If you instead want to use a model with the usual encoder-decoder style transformer, use `small_sep_enc_dec_prior`.

For sampling, follow same instructions as [above](#sample-from-new-model) but use `small_single_enc_dec_prior` instead of
`small_prior`. To also get the alignment between lyrics and samples in the saved html, you'll need to set `alignment_layer`
and `alignment_head` in `small_single_enc_dec_prior`. To find which layer/head is best to use, run a forward pass on a training example,
save the attention weight tensors for all prime_attention layers, and pick the (layer, head) which has the best linear alignment
pattern between the lyrics keys and music queries.

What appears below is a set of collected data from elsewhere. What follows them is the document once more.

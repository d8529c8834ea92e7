//! Response envelope returned by the front service.

use serde::{Deserialize, Serialize};

const CODE_OK: i32 = 0;
const CODE_ERROR: i32 = 1;

/// The request/response envelope the excluded transport layer would carry:
/// a status code, a message, and an optional payload.
#[derive(Debug, Clone, PartialEq, Serialize, Deserialize)]
pub struct Response<T> {
    code: i32,
    msg: String,
    #[serde(skip_serializing_if = "Option::is_none")]
    data: Option<T>,
}

impl<T> Response<T> {
    /// A successful response carrying a payload.
    pub fn ok(data: T) -> Self {
        Self {
            code: CODE_OK,
            msg: "OK".to_string(),
            data: Some(data),
        }
    }

    /// A successful response without a payload.
    pub fn ok_empty() -> Self {
        Self {
            code: CODE_OK,
            msg: "OK".to_string(),
            data: None,
        }
    }

    /// A failed response carrying a message.
    pub fn error(msg: impl Into<String>) -> Self {
        Self {
            code: CODE_ERROR,
            msg: msg.into(),
            data: None,
        }
    }

    /// True for responses built by the `ok` constructors.
    pub fn is_ok(&self) -> bool {
        self.code == CODE_OK
    }

    /// The response message.
    pub fn msg(&self) -> &str {
        &self.msg
    }

    /// The payload, if any.
    pub fn data(&self) -> Option<&T> {
        self.data.as_ref()
    }

    /// Consume the envelope and return the payload, if any.
    pub fn into_data(self) -> Option<T> {
        self.data
    }
}
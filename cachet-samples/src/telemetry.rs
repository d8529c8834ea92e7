//! Process-wide tracing setup for demos and tests.

use once_cell::sync::OnceCell;
use tracing_subscriber::EnvFilter;

static INIT: OnceCell<()> = OnceCell::new();

/// Install the fmt subscriber once, filtered by `RUST_LOG`.
///
/// Safe to call from every test; repeated calls are no-ops.
pub fn init_tracing() {
    INIT.get_or_init(|| {
        tracing_subscriber::fmt()
            .with_env_filter(EnvFilter::from_default_env())
            .with_test_writer()
            .try_init()
            .ok();
    });
}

### Fine-tune pre-trained top-level prior to new style(s)
Previously, we showed how to train a small top-level prior from scratch. Assuming you have a GPU with at least 15 GB of memory and support for fp16, you could fine-tune from our pre-trained 1B top-level prior. Here are the steps:

- Support `--labels=True` by implementing `get_metadata` in `jukebox/data/files_dataset.py` for your dataset.
- Add new entries in `jukebox/data/ids`. We recommend replacing existing mappings (e.g. rename `"unknown"`, etc with styles of your choice). This uses the pre-trained style vectors as initialization and could potentially save some compute.

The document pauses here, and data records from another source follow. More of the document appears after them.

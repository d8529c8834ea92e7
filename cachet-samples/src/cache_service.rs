//! The cache-backed record service.
//!
//! One binding per method, registered once at construction; every call goes
//! through the dispatcher. Reads are satisfied from the cache with the
//! [`StoreLoader`] filling misses; writes run against the [`RecordStore`]
//! first and reflect into the cache only on success.

use crate::loader::StoreLoader;
use cachet_aside::{
    Binding, BindingRegistry, CacheBackend, CacheConfig, CacheDispatcher, CacheStats, Declared,
    MemoryCache, MethodCall, WrapperKind,
};
use cachet_core::{CacheError, CachetError, CachetResult, Draft, Record, RecordId};
use cachet_expr::PathExpr;
use cachet_store::RecordStore;
use futures_util::StreamExt;
use serde::Serialize;
use serde_json::Value;
use std::collections::{BTreeMap, BTreeSet};
use std::sync::Arc;

/// Cache-aside record service.
///
/// The method set mirrors the plain store API; the wrapper variants
/// (`get_optional`, `get_future`, `get_reactive`) read the same cached raw
/// value through different declared return shapes.
pub struct RecordCacheService {
    store: Arc<RecordStore>,
    dispatcher: CacheDispatcher<MemoryCache, StoreLoader>,
}

impl RecordCacheService {
    /// Wire a store, a fresh in-memory cache region, and the binding table.
    pub fn new(store: Arc<RecordStore>, config: CacheConfig) -> CachetResult<Self> {
        let registry = BindingRegistry::builder()
            .register(Binding::cacheable("get"))
            .register(Binding::cacheable("get_optional").with_wrapper(WrapperKind::Optional))
            .register(Binding::cacheable("get_future").with_wrapper(WrapperKind::Future))
            .register(Binding::cacheable("get_reactive").with_wrapper(WrapperKind::ReactiveSingle))
            .register(Binding::cacheable_all("get_many"))
            .register(Binding::put("save").with_key(PathExpr::parse("#result.id")?))
            .register(
                Binding::put("update")
                    .with_key(PathExpr::parse("#record.id")?)
                    .with_value(PathExpr::parse("#record")?),
            )
            .register(Binding::put_all("update_many"))
            .register(Binding::evict("remove"))
            .register(Binding::evict_all("remove_many"))
            .register(Binding::clear("clear"))
            .build();

        let cache = Arc::new(MemoryCache::new(config));
        let loader = Arc::new(StoreLoader::new(Arc::clone(&store)));
        Ok(Self {
            store,
            dispatcher: CacheDispatcher::new(cache, loader, registry),
        })
    }

    /// The backing store handle.
    pub fn store(&self) -> &Arc<RecordStore> {
        &self.store
    }

    /// Statistics for the cache region behind this service.
    pub async fn cache_stats(&self) -> CachetResult<CacheStats> {
        self.dispatcher.backend().stats().await
    }

    /// Read one record through the cache.
    pub async fn get(&self, id: RecordId) -> CachetResult<Option<Record>> {
        let declared = self
            .dispatcher
            .dispatch("get", MethodCall::new().arg("id", Value::from(id)))
            .await?;
        Self::decode(declared.into_raw().await)
    }

    /// Read one record through the cache, declared as an optional.
    pub async fn get_optional(&self, id: RecordId) -> CachetResult<Option<Record>> {
        let declared = self
            .dispatcher
            .dispatch("get_optional", MethodCall::new().arg("id", Value::from(id)))
            .await?;
        match declared {
            Declared::Optional(raw) => Self::decode(raw.unwrap_or(Value::Null)),
            other => Self::decode(other.into_raw().await),
        }
    }

    /// Read one record through the cache, declared as a completed future.
    pub async fn get_future(&self, id: RecordId) -> CachetResult<Option<Record>> {
        let declared = self
            .dispatcher
            .dispatch("get_future", MethodCall::new().arg("id", Value::from(id)))
            .await?;
        match declared {
            Declared::Future(fut) => Self::decode(fut.await),
            other => Self::decode(other.into_raw().await),
        }
    }

    /// Read one record through the cache, declared as a single-element stream.
    pub async fn get_reactive(&self, id: RecordId) -> CachetResult<Option<Record>> {
        let declared = self
            .dispatcher
            .dispatch("get_reactive", MethodCall::new().arg("id", Value::from(id)))
            .await?;
        match declared {
            Declared::ReactiveSingle(mut stream) => {
                Self::decode(stream.next().await.unwrap_or(Value::Null))
            }
            other => Self::decode(other.into_raw().await),
        }
    }

    /// Read many records at once. Ids found in neither the cache nor the
    /// store are omitted from the result.
    pub async fn get_many(
        &self,
        ids: &BTreeSet<RecordId>,
    ) -> CachetResult<BTreeMap<RecordId, Record>> {
        let keys: Vec<Value> = ids.iter().map(|id| Value::from(*id)).collect();
        let declared = self
            .dispatcher
            .dispatch("get_many", MethodCall::new().arg("ids", Value::Array(keys)))
            .await?;
        Self::decode_map(declared.into_raw().await)
    }

    /// Save a new record, writing the saved row through to the cache under
    /// its freshly assigned id.
    pub async fn save(&self, draft: Draft) -> CachetResult<Record> {
        let arg = Self::encode(&draft)?;
        let store = Arc::clone(&self.store);
        let declared = self
            .dispatcher
            .dispatch(
                "save",
                MethodCall::new().arg("draft", arg).body(async move {
                    let record = store.save(draft)?;
                    Ok(Declared::plain(Self::encode(&record)?))
                }),
            )
            .await?;
        Self::record(declared.into_raw().await)
    }

    /// Update an existing record, writing the new row through to the cache.
    pub async fn update(&self, record: Record) -> CachetResult<Record> {
        let arg = Self::encode(&record)?;
        let store = Arc::clone(&self.store);
        let declared = self
            .dispatcher
            .dispatch(
                "update",
                MethodCall::new().arg("record", arg).body(async move {
                    let updated = store.update(record)?;
                    Ok(Declared::plain(Self::encode(&updated)?))
                }),
            )
            .await?;
        Self::record(declared.into_raw().await)
    }

    /// Update records in order. A mid-batch failure propagates and leaves
    /// the cache exactly as it was, even for the store rows already updated.
    pub async fn update_many(
        &self,
        records: Vec<Record>,
    ) -> CachetResult<BTreeMap<RecordId, Record>> {
        let store = Arc::clone(&self.store);
        let declared = self
            .dispatcher
            .dispatch(
                "update_many",
                MethodCall::new().body(async move {
                    let updated = store.batch_update(&records)?;
                    Ok(Declared::plain(Self::encode(&updated)?))
                }),
            )
            .await?;
        Self::decode_map(declared.into_raw().await)
    }

    /// Delete one record and evict its cache entry.
    pub async fn remove(&self, id: RecordId) -> CachetResult<()> {
        let store = Arc::clone(&self.store);
        self.dispatcher
            .dispatch(
                "remove",
                MethodCall::new().arg("id", Value::from(id)).body(async move {
                    store.delete(id)?;
                    Ok(Declared::plain(Value::Null))
                }),
            )
            .await?;
        Ok(())
    }

    /// Delete many records and evict their cache entries.
    pub async fn remove_many(&self, ids: &BTreeSet<RecordId>) -> CachetResult<()> {
        let keys: Vec<Value> = ids.iter().map(|id| Value::from(*id)).collect();
        let store = Arc::clone(&self.store);
        let ids = ids.clone();
        self.dispatcher
            .dispatch(
                "remove_many",
                MethodCall::new()
                    .arg("ids", Value::Array(keys))
                    .body(async move {
                        store.batch_delete(&ids)?;
                        Ok(Declared::plain(Value::Null))
                    }),
            )
            .await?;
        Ok(())
    }

    /// Drop every record and every cache entry, resetting the id counter.
    pub async fn clear(&self) -> CachetResult<()> {
        let store = Arc::clone(&self.store);
        self.dispatcher
            .dispatch(
                "clear",
                MethodCall::new().body(async move {
                    store.clear()?;
                    Ok(Declared::plain(Value::Null))
                }),
            )
            .await?;
        Ok(())
    }

    fn encode<T: Serialize>(value: &T) -> CachetResult<Value> {
        serde_json::to_value(value).map_err(Self::codec)
    }

    fn record(raw: Value) -> CachetResult<Record> {
        serde_json::from_value(raw).map_err(Self::codec)
    }

    /// A raw null means the key had no backing record.
    fn decode(raw: Value) -> CachetResult<Option<Record>> {
        if raw.is_null() {
            Ok(None)
        } else {
            serde_json::from_value(raw).map(Some).map_err(Self::codec)
        }
    }

    fn decode_map(raw: Value) -> CachetResult<BTreeMap<RecordId, Record>> {
        let pairs = match raw {
            Value::Object(pairs) => pairs,
            other => {
                return Err(CacheError::Backend {
                    reason: format!("expected a key-value object, got {}", other),
                }
                .into())
            }
        };

        let mut found = BTreeMap::new();
        for (key, value) in pairs {
            // A null cached by an earlier single read marks the id as known
            // absent; batch results omit it rather than carry a placeholder.
            if value.is_null() {
                continue;
            }
            let id = key.parse::<RecordId>().map_err(|_| CacheError::Codec {
                reason: format!("record key must be an unsigned integer, got {}", key),
            })?;
            found.insert(id, Self::record(value)?);
        }
        Ok(found)
    }

    fn codec(e: serde_json::Error) -> CachetError {
        CacheError::Codec {
            reason: e.to_string(),
        }
        .into()
    }
}

#[cfg(test)]
mod tests {
    use super::*;
    use serde_json::json;

    fn service() -> RecordCacheService {
        let store = Arc::new(RecordStore::new());
        RecordCacheService::new(store, CacheConfig::new("records")).unwrap()
    }

    fn draft(name: &str, age: i64) -> Draft {
        Draft::new(name).with_attr("age", json!(age))
    }

    #[tokio::test]
    async fn test_save_then_get_hits_cache() {
        let svc = service();
        let saved = svc.save(draft("Jack0", 18)).await.unwrap();
        assert_eq!(saved.id, 1);

        let found = svc.get(saved.id).await.unwrap().unwrap();
        assert_eq!(found, saved);

        // The save wrote through, so the read never missed.
        let stats = svc.cache_stats().await.unwrap();
        assert_eq!(stats.hits, 1);
        assert_eq!(stats.misses, 0);
    }

    #[tokio::test]
    async fn test_get_absent_id_caches_the_null() {
        let svc = service();
        assert_eq!(svc.get(42).await.unwrap(), None);
        assert_eq!(svc.get(42).await.unwrap(), None);

        // Second read was satisfied by the cached null.
        let stats = svc.cache_stats().await.unwrap();
        assert_eq!(stats.misses, 1);
        assert_eq!(stats.hits, 1);
    }

    #[tokio::test]
    async fn test_wrapper_variants_read_the_same_value() {
        let svc = service();
        let saved = svc.save(draft("Jack1", 18)).await.unwrap();

        assert_eq!(svc.get_optional(saved.id).await.unwrap().unwrap(), saved);
        assert_eq!(svc.get_future(saved.id).await.unwrap().unwrap(), saved);
        assert_eq!(svc.get_reactive(saved.id).await.unwrap().unwrap(), saved);

        // Absent ids unwrap to None for every shape.
        assert_eq!(svc.get_optional(99).await.unwrap(), None);
        assert_eq!(svc.get_future(99).await.unwrap(), None);
        assert_eq!(svc.get_reactive(99).await.unwrap(), None);
    }

    #[tokio::test]
    async fn test_update_refreshes_cache_entry() {
        let svc = service();
        let mut record = svc.save(draft("Jack2", 18)).await.unwrap();

        record.set_attr("age", json!(20));
        svc.update(record.clone()).await.unwrap();

        let found = svc.get(record.id).await.unwrap().unwrap();
        assert_eq!(found.attr("age"), Some(&json!(20)));
    }

    #[tokio::test]
    async fn test_remove_deletes_row_and_entry() {
        let svc = service();
        let saved = svc.save(draft("Jack3", 18)).await.unwrap();

        svc.remove(saved.id).await.unwrap();
        assert_eq!(svc.get(saved.id).await.unwrap(), None);
        assert_eq!(svc.store().find(saved.id).unwrap(), None);
    }

    #[tokio::test]
    async fn test_get_many_merges_cache_and_store() {
        let svc = service();
        svc.save(draft("Jack4", 18)).await.unwrap();
        svc.save(draft("Jack5", 18)).await.unwrap();

        let ids: BTreeSet<RecordId> = [1, 2, 9].into_iter().collect();
        let found = svc.get_many(&ids).await.unwrap();
        assert_eq!(found.len(), 2);
        assert_eq!(found[&1].name, "Jack4");
        assert!(!found.contains_key(&9));
    }

    #[tokio::test]
    async fn test_get_many_omits_known_absent_ids() {
        let svc = service();
        svc.save(draft("Jack6", 18)).await.unwrap();

        // Cache a null for id 7 through a single read first.
        assert_eq!(svc.get(7).await.unwrap(), None);

        let ids: BTreeSet<RecordId> = [1, 7].into_iter().collect();
        let found = svc.get_many(&ids).await.unwrap();
        assert_eq!(found.len(), 1);
        assert!(found.contains_key(&1));
    }
}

After these modifications, run
```
mpiexec -n {ngpus} python jukebox/train.py --hps=vqvae,prior_1b_lyrics,all_fp16,cpu_ema --name=finetuned \
--sample_length=1048576 --bs=1 --aug_shift --aug_blend --audio_files_dir={audio_files_dir} \
--labels=True --train --test --prior --levels=3 --level=2 --weight_decay=0.01 --save_iters=1000
```
To get the best sample quality, it is recommended to anneal the learning rate in the end. Training the 5B top-level requires GPipe which is not supported in this release.

# Citation

Please cite using the following bibtex entry:

```
@article{dhariwal2020jukebox,
title={Jukebox: A Generative Model for Music},
author={Dhariwal, Prafulla and Jun, Heewoo and Payne, Christine and Kim, Jong Wook and Radford, Alec and Sutskever, Ilya},
journal={arXiv preprint arXiv:2005.00341},
year={2020}
}
```

# License
[Noncommercial Use License](./LICENSE)

It covers both released code and weights.